Contributions are welcome and can be e-mailed to me at lawrenceyoulten@gmail.com. Content can include 1) announcements about, or introductions to, forthcoming meetings and other events of possible interest to members. 2) Summaries of talks given at Literary Society meetings or at meetings of the Book Group. 3) Announcements of forthcoming TV or radio programmes of possible interest to readers. 4) Reviews of books read recently or in the past.

Ideally, contributions should be submitted as documents in Word format (.doc or .docx files) and pictures in the form of .jpg files but other formats, including .pdf files are acceptable.

Links can be included to give easy access to relevant material on the internet.

Tuesday 23 June 2015

Book Club: Monday 22 June. The First Man by Albert Camus.

This work was chosen by Theresa McMullin. Published posthumously, the unfinished manuscript was found in the car in which Camus had died in an accident. The story draws on the author's experience of growing up in an impoverished French family in Algiers. The political, philosophical and historical context of this tale were discussed by members It was thought that the manuscript was the first section of what was intended to be a much longer work. All agreed that the book painted a vivid picture of the area and the family life portrayed. In some ways it was frustrating not to know what outcome of the narrative component of the book was intended. The earlier chapters showed signs of having been more thoroughly edited than the final ones, which contained some sentences nearly three pages long, requiring more concentration than some of us could muster. Less well-known than his earlier works "The Plague" and "The Outsider", this book was an interesting discovery for all of us.
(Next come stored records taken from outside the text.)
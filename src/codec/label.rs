//! Label dictionary entries.

use tracing::trace;

use super::{Color, Encode};
use crate::core::{Attributes, Group};
use crate::schema::keys::{KEY_NAME, SUB_COLOR};
use crate::util::{Error, NdArray, Result};

/// One class of a label dictionary: display name and display color.
#[derive(Clone, Debug, PartialEq, Eq)]
pub struct LabelEntry {
    pub index: u32,
    pub name: String,
    pub color: Color,
}

impl LabelEntry {
    pub fn new(index: u32, name: impl Into<String>, color: impl Into<Color>) -> Self {
        Self { index, name: name.into(), color: color.into() }
    }

    /// Write the entry as `<index>/name` and `<index>/color` under a
    /// label dictionary group.
    pub fn write_to(&self, dictionary: &mut Group<'_>) -> Result<()> {
        let key = self.index.to_string();
        if dictionary.contains(&key) {
            return Err(Error::DuplicateKey(key));
        }
        trace!(index = self.index, name = %self.name, "writing label entry");
        let mut entry = dictionary.create_group(&key, Attributes::new())?;
        entry.create_dataset(KEY_NAME, NdArray::string(self.name.as_str()), Attributes::new())?;
        self.color.encode(&mut entry, SUB_COLOR)
    }
}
(The next meeting on 15 July will be on selected poems by Thomas Hardy, introduced by Gillian Southgate, who is going to circulate her choice by e-mail, and I will also try to post them on the blog. LY)

Meeting of Friday 19 June: Humorous readings by members

A quite well attended meeting was entertained by items of humorous prose or verse chosen and read by members. Nearly all those attending had a five minute contribution to share, and judging by the amount of laughter, the excerpts were well chosen. Among the prose authors featuring were P G Wodehouse, in an excerpt from an Ukridge book. P G Wodehouse also appeared later in a pastiche of a "Jeeves" story by Sebastian Faulks in the style of Raymond Chandler, first broadcast on the BBC Radio 4 "Write Stuff" literary quiz. Daisy Ashford's "The Young Visiters" featured, as did work in verse by Joyce Grenfell, Dylan Thomas, Edward Lear and Hilaire Belloc. About sixteen members contributed, with some providing two short contributions rather than a single longer one. Particularly memorable was the Chairman's contribution, an extract from Frank McCourt's autobiographical account of his introduction to teaching in a tough New York school, from his book "Teacher Man"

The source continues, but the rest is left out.